§ Records for the exercise:

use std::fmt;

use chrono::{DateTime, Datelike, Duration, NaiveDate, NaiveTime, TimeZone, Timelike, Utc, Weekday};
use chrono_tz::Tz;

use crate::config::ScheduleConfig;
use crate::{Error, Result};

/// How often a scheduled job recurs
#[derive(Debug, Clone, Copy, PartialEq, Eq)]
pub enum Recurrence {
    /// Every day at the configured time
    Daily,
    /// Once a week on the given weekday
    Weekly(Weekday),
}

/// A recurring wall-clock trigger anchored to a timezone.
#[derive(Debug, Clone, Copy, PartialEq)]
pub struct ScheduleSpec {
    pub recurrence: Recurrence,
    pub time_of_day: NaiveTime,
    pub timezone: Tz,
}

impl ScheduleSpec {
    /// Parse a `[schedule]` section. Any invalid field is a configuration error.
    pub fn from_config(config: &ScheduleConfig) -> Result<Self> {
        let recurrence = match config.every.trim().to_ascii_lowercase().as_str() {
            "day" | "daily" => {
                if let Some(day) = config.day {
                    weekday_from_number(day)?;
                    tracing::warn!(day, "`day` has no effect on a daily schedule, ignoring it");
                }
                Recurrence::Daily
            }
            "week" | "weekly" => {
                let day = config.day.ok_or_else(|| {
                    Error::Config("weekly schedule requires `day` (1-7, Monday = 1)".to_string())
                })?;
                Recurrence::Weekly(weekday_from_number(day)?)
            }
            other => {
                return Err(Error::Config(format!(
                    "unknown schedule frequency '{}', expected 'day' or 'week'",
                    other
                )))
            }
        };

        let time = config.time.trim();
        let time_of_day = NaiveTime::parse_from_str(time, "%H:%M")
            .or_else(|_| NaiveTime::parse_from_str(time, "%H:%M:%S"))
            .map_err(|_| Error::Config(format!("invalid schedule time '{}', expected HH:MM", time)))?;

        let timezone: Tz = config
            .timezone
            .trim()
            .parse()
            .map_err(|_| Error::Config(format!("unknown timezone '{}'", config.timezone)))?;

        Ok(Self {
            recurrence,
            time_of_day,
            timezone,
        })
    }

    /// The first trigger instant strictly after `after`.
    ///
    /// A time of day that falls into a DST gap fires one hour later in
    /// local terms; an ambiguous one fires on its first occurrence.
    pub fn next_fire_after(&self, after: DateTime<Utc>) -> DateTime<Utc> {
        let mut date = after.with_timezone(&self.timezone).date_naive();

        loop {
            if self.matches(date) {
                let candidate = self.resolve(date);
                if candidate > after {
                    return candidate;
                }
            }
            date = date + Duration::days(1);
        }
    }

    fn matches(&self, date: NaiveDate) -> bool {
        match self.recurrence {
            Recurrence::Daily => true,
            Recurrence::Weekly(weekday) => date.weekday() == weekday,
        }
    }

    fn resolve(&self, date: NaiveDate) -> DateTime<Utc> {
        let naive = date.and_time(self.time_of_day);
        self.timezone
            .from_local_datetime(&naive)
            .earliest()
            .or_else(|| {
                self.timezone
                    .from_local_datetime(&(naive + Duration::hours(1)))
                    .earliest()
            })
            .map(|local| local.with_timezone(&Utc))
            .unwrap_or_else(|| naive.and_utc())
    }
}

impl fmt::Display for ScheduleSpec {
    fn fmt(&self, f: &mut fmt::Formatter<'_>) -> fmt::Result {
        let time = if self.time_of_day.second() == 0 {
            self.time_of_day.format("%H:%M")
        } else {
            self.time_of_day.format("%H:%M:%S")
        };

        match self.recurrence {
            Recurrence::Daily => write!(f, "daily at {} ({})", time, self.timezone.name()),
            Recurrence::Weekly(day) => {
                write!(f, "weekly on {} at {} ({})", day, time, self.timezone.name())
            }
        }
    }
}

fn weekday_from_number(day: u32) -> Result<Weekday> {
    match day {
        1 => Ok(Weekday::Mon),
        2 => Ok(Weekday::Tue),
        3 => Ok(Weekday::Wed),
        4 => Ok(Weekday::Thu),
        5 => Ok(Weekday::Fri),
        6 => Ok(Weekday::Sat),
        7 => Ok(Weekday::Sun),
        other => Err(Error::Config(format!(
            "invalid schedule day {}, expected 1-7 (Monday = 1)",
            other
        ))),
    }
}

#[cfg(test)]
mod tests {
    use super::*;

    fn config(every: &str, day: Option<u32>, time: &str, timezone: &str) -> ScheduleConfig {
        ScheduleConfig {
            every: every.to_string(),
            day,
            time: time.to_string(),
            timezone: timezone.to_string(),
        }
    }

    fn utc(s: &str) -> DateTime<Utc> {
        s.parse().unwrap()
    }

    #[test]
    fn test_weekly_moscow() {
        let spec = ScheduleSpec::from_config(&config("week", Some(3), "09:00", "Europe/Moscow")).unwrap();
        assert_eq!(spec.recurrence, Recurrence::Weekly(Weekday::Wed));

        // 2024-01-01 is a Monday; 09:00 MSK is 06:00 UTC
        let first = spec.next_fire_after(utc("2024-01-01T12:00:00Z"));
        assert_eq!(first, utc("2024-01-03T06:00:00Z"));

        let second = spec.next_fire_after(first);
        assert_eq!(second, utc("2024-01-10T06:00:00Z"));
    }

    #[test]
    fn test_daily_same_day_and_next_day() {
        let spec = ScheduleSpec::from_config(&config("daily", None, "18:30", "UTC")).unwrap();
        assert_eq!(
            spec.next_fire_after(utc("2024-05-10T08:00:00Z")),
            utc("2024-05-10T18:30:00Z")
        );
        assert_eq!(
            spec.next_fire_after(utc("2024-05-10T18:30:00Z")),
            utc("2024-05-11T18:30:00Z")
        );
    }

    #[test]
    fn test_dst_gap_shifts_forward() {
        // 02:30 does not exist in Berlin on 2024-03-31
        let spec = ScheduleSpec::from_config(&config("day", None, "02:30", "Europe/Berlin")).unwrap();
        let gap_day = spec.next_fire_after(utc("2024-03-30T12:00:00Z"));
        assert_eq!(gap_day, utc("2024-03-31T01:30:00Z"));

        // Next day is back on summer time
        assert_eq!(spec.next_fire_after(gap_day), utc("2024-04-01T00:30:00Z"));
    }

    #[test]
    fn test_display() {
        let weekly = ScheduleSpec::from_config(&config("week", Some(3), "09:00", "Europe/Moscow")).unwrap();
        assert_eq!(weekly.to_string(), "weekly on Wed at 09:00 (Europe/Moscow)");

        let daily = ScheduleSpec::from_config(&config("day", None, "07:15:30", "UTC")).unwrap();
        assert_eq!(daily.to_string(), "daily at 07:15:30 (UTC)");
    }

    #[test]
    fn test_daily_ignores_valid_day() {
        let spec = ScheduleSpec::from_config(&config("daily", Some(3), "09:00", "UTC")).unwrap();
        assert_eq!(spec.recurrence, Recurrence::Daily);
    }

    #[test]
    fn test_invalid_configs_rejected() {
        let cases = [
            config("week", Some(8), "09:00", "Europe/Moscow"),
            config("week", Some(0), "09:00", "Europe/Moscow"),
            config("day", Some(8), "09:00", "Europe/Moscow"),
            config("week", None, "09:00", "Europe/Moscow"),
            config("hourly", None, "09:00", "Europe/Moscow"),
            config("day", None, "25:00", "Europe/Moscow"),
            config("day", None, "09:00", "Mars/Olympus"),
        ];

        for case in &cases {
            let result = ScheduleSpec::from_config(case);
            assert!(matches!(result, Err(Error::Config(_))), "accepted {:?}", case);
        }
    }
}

§ Exercise description:
Look above for the line holding "let day = config.day.ok_or_else(||". Print it and every line after it, exactly, through the line holding "expected 'day' or".

§ Your response:
                let day = config.day.ok_or_else(|| {
                    Error::Config("weekly schedule requires `day` (1-7, Monday = 1)".to_string())
                })?;
                Recurrence::Weekly(weekday_from_number(day)?)
            }
            other => {
                return Err(Error::Config(format!(
                    "unknown schedule frequency '{}', expected 'day' or 'week'",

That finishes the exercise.